Work required. Show all lines containing "LowAverageConfidence" from the data below.

Input material.
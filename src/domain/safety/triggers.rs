//! Static safety trigger table.
//!
//! Each trigger pairs a condition over the session metrics with the
//! action to take when it trips. The table is fixed at compile time;
//! tuning happens through the threshold constants, not by swapping
//! entries at runtime.

use serde::{Deserialize, Serialize};

use super::metrics::SafetyMetrics;

/// Failures in a row before the session is shut down entirely.
pub const MAX_CONSECUTIVE_FAILURES: u32 = 5;

/// Error-rate ceiling before AI assistance is cut off.
pub const ERROR_RATE_LIMIT: f64 = 0.3;

/// Error rate is noise over tiny samples; it is only judged once this
/// many operations have been recorded.
pub const ERROR_RATE_WARMUP: u32 = 4;

/// Floor on the running average confidence before rolling back.
pub const MIN_AVERAGE_CONFIDENCE: f64 = 0.4;

/// Ceiling on the distance between the latest confidence and baseline.
pub const MAX_CONFIDENCE_DRIFT: f64 = 0.5;

/// Identifies which condition tripped.
#[derive(Debug, Clone, Copy, PartialEq, Eq, Hash, Serialize, Deserialize)]
#[serde(rename_all = "snake_case")]
pub enum TriggerKind {
    ConsecutiveFailures,
    HighErrorRate,
    LowAverageConfidence,
    DataIntegrity,
    ConfidenceDrift,
    InvalidState,
}

/// What the engine does when a trigger trips.
#[derive(Debug, Clone, Copy, PartialEq, Eq, Serialize, Deserialize)]
#[serde(rename_all = "snake_case")]
pub enum SafetyAction {
    /// Restore the best checksum-valid snapshot.
    Rollback,
    /// Keep the form usable but stop consulting the AI.
    DisableAi,
    /// Show all fields; stop progressive reveal decisions.
    DisableProgressive,
    /// Freeze everything except raw field persistence.
    FullEmergency,
}

/// Inputs a trigger condition is judged against.
#[derive(Debug, Clone, Copy)]
pub struct TriggerInput<'a> {
    pub metrics: &'a SafetyMetrics,
    /// Running mean of per-operation confidence; `None` before the
    /// first operation.
    pub average_confidence: Option<f64>,
    /// Set when the engine observed structurally invalid state.
    pub invalid_state: bool,
}

/// One row of the trigger table.
pub struct SafetyTrigger {
    pub kind: TriggerKind,
    pub action: SafetyAction,
    pub condition: fn(&TriggerInput<'_>) -> bool,
}

/// The full trigger table, checked in order after every operation.
pub static TRIGGERS: &[SafetyTrigger] = &[
    SafetyTrigger {
        kind: TriggerKind::ConsecutiveFailures,
        action: SafetyAction::FullEmergency,
        condition: |input| input.metrics.consecutive_failures > MAX_CONSECUTIVE_FAILURES,
    },
    SafetyTrigger {
        kind: TriggerKind::HighErrorRate,
        action: SafetyAction::DisableAi,
        condition: |input| {
            input.metrics.total_operations >= ERROR_RATE_WARMUP
                && input.metrics.error_rate() > ERROR_RATE_LIMIT
        },
    },
    SafetyTrigger {
        kind: TriggerKind::LowAverageConfidence,
        action: SafetyAction::Rollback,
        condition: |input| {
            input
                .average_confidence
                .map(|avg| avg < MIN_AVERAGE_CONFIDENCE)
                .unwrap_or(false)
        },
    },
    SafetyTrigger {
        kind: TriggerKind::DataIntegrity,
        action: SafetyAction::Rollback,
        condition: |input| input.metrics.data_corruption_count > 0,
    },
    SafetyTrigger {
        kind: TriggerKind::ConfidenceDrift,
        action: SafetyAction::DisableProgressive,
        condition: |input| input.metrics.confidence_drift > MAX_CONFIDENCE_DRIFT,
    },
    SafetyTrigger {
        kind: TriggerKind::InvalidState,
        action: SafetyAction::FullEmergency,
        condition: |input| input.invalid_state,
    },
];

#[cfg(test)]
mod tests {
    use super::*;

    fn input(metrics: &SafetyMetrics) -> TriggerInput<'_> {
        TriggerInput {
            metrics,
            average_confidence: Some(0.8),
            invalid_state: false,
        }
    }

    fn trigger(kind: TriggerKind) -> &'static SafetyTrigger {
        TRIGGERS
            .iter()
            .find(|t| t.kind == kind)
            .unwrap_or_else(|| panic!("missing trigger {:?}", kind))
    }

    #[test]
    fn consecutive_failures_trips_strictly_above_the_limit() {
        let mut metrics = SafetyMetrics::default();
        metrics.consecutive_failures = MAX_CONSECUTIVE_FAILURES;
        let t = trigger(TriggerKind::ConsecutiveFailures);
        assert!(!(t.condition)(&input(&metrics)));

        metrics.consecutive_failures = MAX_CONSECUTIVE_FAILURES + 1;
        assert!((t.condition)(&input(&metrics)));
        assert_eq!(t.action, SafetyAction::FullEmergency);
    }

    #[test]
    fn error_rate_ignored_during_warmup() {
        let mut metrics = SafetyMetrics::default();
        metrics.total_operations = 2;
        metrics.error_count = 2;
        let t = trigger(TriggerKind::HighErrorRate);
        assert!(!(t.condition)(&input(&metrics)));

        metrics.total_operations = 4;
        assert!((t.condition)(&input(&metrics)));
    }

    #[test]
    fn low_average_confidence_needs_observations() {
        let metrics = SafetyMetrics::default();
        let t = trigger(TriggerKind::LowAverageConfidence);
        let mut i = input(&metrics);
        i.average_confidence = None;
        assert!(!(t.condition)(&i));

        i.average_confidence = Some(0.39);
        assert!((t.condition)(&i));
        assert_eq!(t.action, SafetyAction::Rollback);
    }

    #[test]
    fn any_corruption_demands_a_rollback() {
        let mut metrics = SafetyMetrics::default();
        metrics.data_corruption_count = 1;
        let t = trigger(TriggerKind::DataIntegrity);
        assert!((t.condition)(&input(&metrics)));
        assert_eq!(t.action, SafetyAction::Rollback);
    }

    #[test]
    fn drift_disables_progressive_disclosure() {
        let mut metrics = SafetyMetrics::default();
        metrics.confidence_drift = 0.51;
        let t = trigger(TriggerKind::ConfidenceDrift);
        assert!((t.condition)(&input(&metrics)));
        assert_eq!(t.action, SafetyAction::DisableProgressive);
    }

    #[test]
    fn invalid_state_is_a_full_emergency() {
        let metrics = SafetyMetrics::default();
        let mut i = input(&metrics);
        i.invalid_state = true;
        let t = trigger(TriggerKind::InvalidState);
        assert!((t.condition)(&i));
        assert_eq!(t.action, SafetyAction::FullEmergency);
    }
}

Expected answer.
    LowAverageConfidence,
        kind: TriggerKind::LowAverageConfidence,
        let t = trigger(TriggerKind::LowAverageConfidence);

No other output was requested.